++++ Input material ++++
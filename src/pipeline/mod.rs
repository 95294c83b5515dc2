//! Analysis orchestration.
//!
//! One run parses the input file once, hands the immutable read
//! collection to every metric group, and assembles the results into a
//! [`QcReport`]. The metric groups are mutually independent pure
//! functions of the collection, so they execute as parallel rayon tasks;
//! the assembled report is identical to sequential execution.

pub mod report;

use crate::io::{self, FastqError, FastqRecord};
use crate::metrics::{adapters, composition, encoding, quality, redundancy};
use crate::metrics::{MetricResult, QcConfig};
use indexmap::IndexMap;
use log::info;
use rayon::prelude::*;
use serde::{Deserialize, Serialize};
use std::path::Path;

/// Everything one analysis run produces: summary scalars plus the named
/// metric results, in a fixed order.
#[derive(Debug, Clone, PartialEq, Serialize, Deserialize)]
pub struct QcReport {
    pub source: String,
    pub total_reads: usize,
    pub encoding: String,
    pub min_length: usize,
    pub max_length: usize,
    pub gc_percent: f64,
    pub metrics: IndexMap<String, MetricResult>,
}

/// Parses a FASTQ file and analyzes it. A structural parse error aborts
/// the run before any metric is computed.
pub fn analyze_file(path: impl AsRef<Path>, config: &QcConfig) -> Result<QcReport, FastqError> {
    let path = path.as_ref();
    let reads = io::read_fastq_file(path)?;
    Ok(analyze_reads(&reads, config, &path.display().to_string()))
}

/// Runs every metric group over an already-parsed collection.
pub fn analyze_reads(reads: &[FastqRecord], config: &QcConfig, source: &str) -> QcReport {
    info!("Analyzing {} read(s) from {}", reads.len(), source);

    type MetricJob<'a> = (
        &'static str,
        Box<dyn Fn() -> MetricResult + Send + Sync + 'a>,
    );

    let jobs: Vec<MetricJob<'_>> = vec![
        (
            "sequence_length_distribution",
            Box::new(|| composition::length_distribution(reads)),
        ),
        ("gc_content", Box::new(|| composition::gc_distribution(reads))),
        ("n_content", Box::new(|| composition::n_content(reads))),
        (
            "per_base_sequence_content",
            Box::new(|| composition::base_proportions(reads)),
        ),
        (
            "per_base_quality",
            Box::new(|| quality::per_base_quality(reads, config)),
        ),
        (
            "per_sequence_quality",
            Box::new(|| quality::per_sequence_quality(reads, config)),
        ),
        (
            "duplication_levels",
            Box::new(|| redundancy::duplication_levels(reads)),
        ),
        (
            "overrepresented_sequences",
            Box::new(|| redundancy::overrepresented_sequences(reads)),
        ),
        ("adapter_content", Box::new(|| adapters::adapter_content(reads))),
    ];

    // Indexed parallel collect keeps the declared order, so task
    // completion order never shows up in the report.
    let computed: Vec<(&'static str, MetricResult)> = jobs
        .into_par_iter()
        .map(|(name, job)| (name, job()))
        .collect();

    let metrics: IndexMap<String, MetricResult> = computed
        .into_iter()
        .map(|(name, result)| (name.to_string(), result))
        .collect();

    let (min_length, max_length) = composition::length_range(reads).unwrap_or((0, 0));

    QcReport {
        source: source.to_string(),
        total_reads: reads.len(),
        encoding: encoding::detect_encoding(reads).to_string(),
        min_length,
        max_length,
        gc_percent: composition::overall_gc_percent(reads),
        metrics,
    }
}
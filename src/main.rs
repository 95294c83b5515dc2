//! Main entry point for the readqc application.
//!
//! Parses a FASTQ file into an in-memory read collection, computes the
//! quality-control metrics over it, and reports per-metric verdicts.

mod cli;
mod io;
mod metrics;
mod pipeline;

use anyhow::Result;
use clap::Parser;
use cli::{run_cli, Cli};

fn main() -> Result<()> {
    env_logger::Builder::from_env(env_logger::Env::default().default_filter_or("info")).init();

    let cli = Cli::parse();
    run_cli(cli)
}
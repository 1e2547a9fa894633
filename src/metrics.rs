use anyhow::Result;
use metrics::{counter, describe_counter, describe_gauge, gauge};
use metrics_exporter_prometheus::{PrometheusBuilder, PrometheusHandle};

/// Initialize Prometheus metrics exporter
///
/// Fails if a global recorder is already installed.
pub fn init_metrics() -> Result<PrometheusHandle> {
    let handle = PrometheusBuilder::new().install_recorder()?;

    init_metric_descriptions();

    Ok(handle)
}

/// Initialize metric descriptions (can be called multiple times safely)
fn init_metric_descriptions() {
    describe_counter!(
        "relay_notifications_total",
        "Form submissions relayed, by form type and outcome"
    );
    describe_counter!(
        "relay_deliveries_total",
        "Individual sendMessage calls, by outcome"
    );
    describe_counter!(
        "relay_bot_commands_total",
        "Bot commands received through the webhook"
    );
    describe_gauge!("relay_subscribers", "Subscribers in the store after the last mutation");
    describe_gauge!("relay_info", "Relay version information");

    gauge!("relay_info", "version" => env!("CARGO_PKG_VERSION")).set(1.0);
}

/// Record one relayed submission
pub fn record_notification(form_type: &'static str, delivered: bool) {
    counter!(
        "relay_notifications_total",
        "form_type" => form_type,
        "outcome" => if delivered { "delivered" } else { "failed" },
    )
    .increment(1);
}

/// Record one outbound message
pub fn record_delivery(success: bool) {
    counter!(
        "relay_deliveries_total",
        "outcome" => if success { "success" } else { "failure" },
    )
    .increment(1);
}

pub fn record_bot_command(command: &'static str) {
    counter!("relay_bot_commands_total", "command" => command).increment(1);
}

pub fn set_subscriber_count(count: usize) {
    gauge!("relay_subscribers").set(count as f64);
}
++++
Could you retype every record above exactly as written?

filename src/pipeline/mod.rs
repository 95294c83b5515dc2
//! Analysis orchestration.
//!
//! One run parses the input file once, hands the immutable read
//! collection to every metric group, and assembles the results into a
//! [`QcReport`]. The metric groups are mutually independent pure
//! functions of the collection, so they execute as parallel rayon tasks;
//! the assembled report is identical to sequential execution.

pub mod report;

use crate::io::{self, FastqError, FastqRecord};
use crate::metrics::{adapters, composition, encoding, quality, redundancy};
use crate::metrics::{MetricResult, QcConfig};
use indexmap::IndexMap;
use log::info;
use rayon::prelude::*;
use serde::{Deserialize, Serialize};
use std::path::Path;

/// Everything one analysis run produces: summary scalars plus the named
/// metric results, in a fixed order.
#[derive(Debug, Clone, PartialEq, Serialize, Deserialize)]
pub struct QcReport {
    pub source: String,
    pub total_reads: usize,
    pub encoding: String,
    pub min_length: usize,
    pub max_length: usize,
    pub gc_percent: f64,
    pub metrics: IndexMap<String, MetricResult>,
}

/// Parses a FASTQ file and analyzes it. A structural parse error aborts
/// the run before any metric is computed.
pub fn analyze_file(path: impl AsRef<Path>, config: &QcConfig) -> Result<QcReport, FastqError> {
    let path = path.as_ref();
    let reads = io::read_fastq_file(path)?;
    Ok(analyze_reads(&reads, config, &path.display().to_string()))
}

/// Runs every metric group over an already-parsed collection.
pub fn analyze_reads(reads: &[FastqRecord], config: &QcConfig, source: &str) -> QcReport {
    info!("Analyzing {} read(s) from {}", reads.len(), source);

    type MetricJob<'a> = (
        &'static str,
        Box<dyn Fn() -> MetricResult + Send + Sync + 'a>,
    );

    let jobs: Vec<MetricJob<'_>> = vec![
        (
            "sequence_length_distribution",
            Box::new(|| composition::length_distribution(reads)),
        ),
        ("gc_content", Box::new(|| composition::gc_distribution(reads))),
        ("n_content", Box::new(|| composition::n_content(reads))),
        (
            "per_base_sequence_content",
            Box::new(|| composition::base_proportions(reads)),
        ),
        (
            "per_base_quality",
            Box::new(|| quality::per_base_quality(reads, config)),
        ),
        (
            "per_sequence_quality",
            Box::new(|| quality::per_sequence_quality(reads, config)),
        ),
        (
            "duplication_levels",
            Box::new(|| redundancy::duplication_levels(reads)),
        ),
        (
            "overrepresented_sequences",
            Box::new(|| redundancy::overrepresented_sequences(reads)),
        ),
        ("adapter_content", Box::new(|| adapters::adapter_content(reads))),
    ];

    // Indexed parallel collect keeps the declared order, so task
    // completion order never shows up in the report.
    let computed: Vec<(&'static str, MetricResult)> = jobs
        .into_par_iter()
        .map(|(name, job)| (name, job()))
        .collect();

    let metrics: IndexMap<String, MetricResult> = computed
        .into_iter()
        .map(|(name, result)| (name.to_string(), result))
        .collect();

    let (min_length, max_length) = composition::length_range(reads).unwrap_or((0, 0));

    QcReport {
        source: source.to_string(),
        total_reads: reads.len(),
        encoding: encoding::detect_encoding(reads).to_string(),
        min_length,
        max_length,
        gc_percent: composition::overall_gc_percent(reads),
        metrics,
    }
}
filename src/main.rs
repository 95294c83b5515dc2
//! Main entry point for the readqc application.
//!
//! Parses a FASTQ file into an in-memory read collection, computes the
//! quality-control metrics over it, and reports per-metric verdicts.

mod cli;
mod io;
mod metrics;
mod pipeline;

use anyhow::Result;
use clap::Parser;
use cli::{run_cli, Cli};

fn main() -> Result<()> {
    env_logger::Builder::from_env(env_logger::Env::default().default_filter_or("info")).init();

    let cli = Cli::parse();
    run_cli(cli)
}
repository 1e2547a9fa894633
filename src/metrics.rs
use anyhow::Result;
use metrics::{counter, describe_counter, describe_gauge, gauge};
use metrics_exporter_prometheus::{PrometheusBuilder, PrometheusHandle};

/// Initialize Prometheus metrics exporter
///
/// Fails if a global recorder is already installed.
pub fn init_metrics() -> Result<PrometheusHandle> {
    let handle = PrometheusBuilder::new().install_recorder()?;

    init_metric_descriptions();

    Ok(handle)
}

/// Initialize metric descriptions (can be called multiple times safely)
fn init_metric_descriptions() {
    describe_counter!(
        "relay_notifications_total",
        "Form submissions relayed, by form type and outcome"
    );
    describe_counter!(
        "relay_deliveries_total",
        "Individual sendMessage calls, by outcome"
    );
    describe_counter!(
        "relay_bot_commands_total",
        "Bot commands received through the webhook"
    );
    describe_gauge!("relay_subscribers", "Subscribers in the store after the last mutation");
    describe_gauge!("relay_info", "Relay version information");

    gauge!("relay_info", "version" => env!("CARGO_PKG_VERSION")).set(1.0);
}

/// Record one relayed submission
pub fn record_notification(form_type: &'static str, delivered: bool) {
    counter!(
        "relay_notifications_total",
        "form_type" => form_type,
        "outcome" => if delivered { "delivered" } else { "failed" },
    )
    .increment(1);
}

/// Record one outbound message
pub fn record_delivery(success: bool) {
    counter!(
        "relay_deliveries_total",
        "outcome" => if success { "success" } else { "failure" },
    )
    .increment(1);
}

pub fn record_bot_command(command: &'static str) {
    counter!("relay_bot_commands_total", "command" => command).increment(1);
}

pub fn set_subscriber_count(count: usize) {
    gauge!("relay_subscribers").set(count as f64);
}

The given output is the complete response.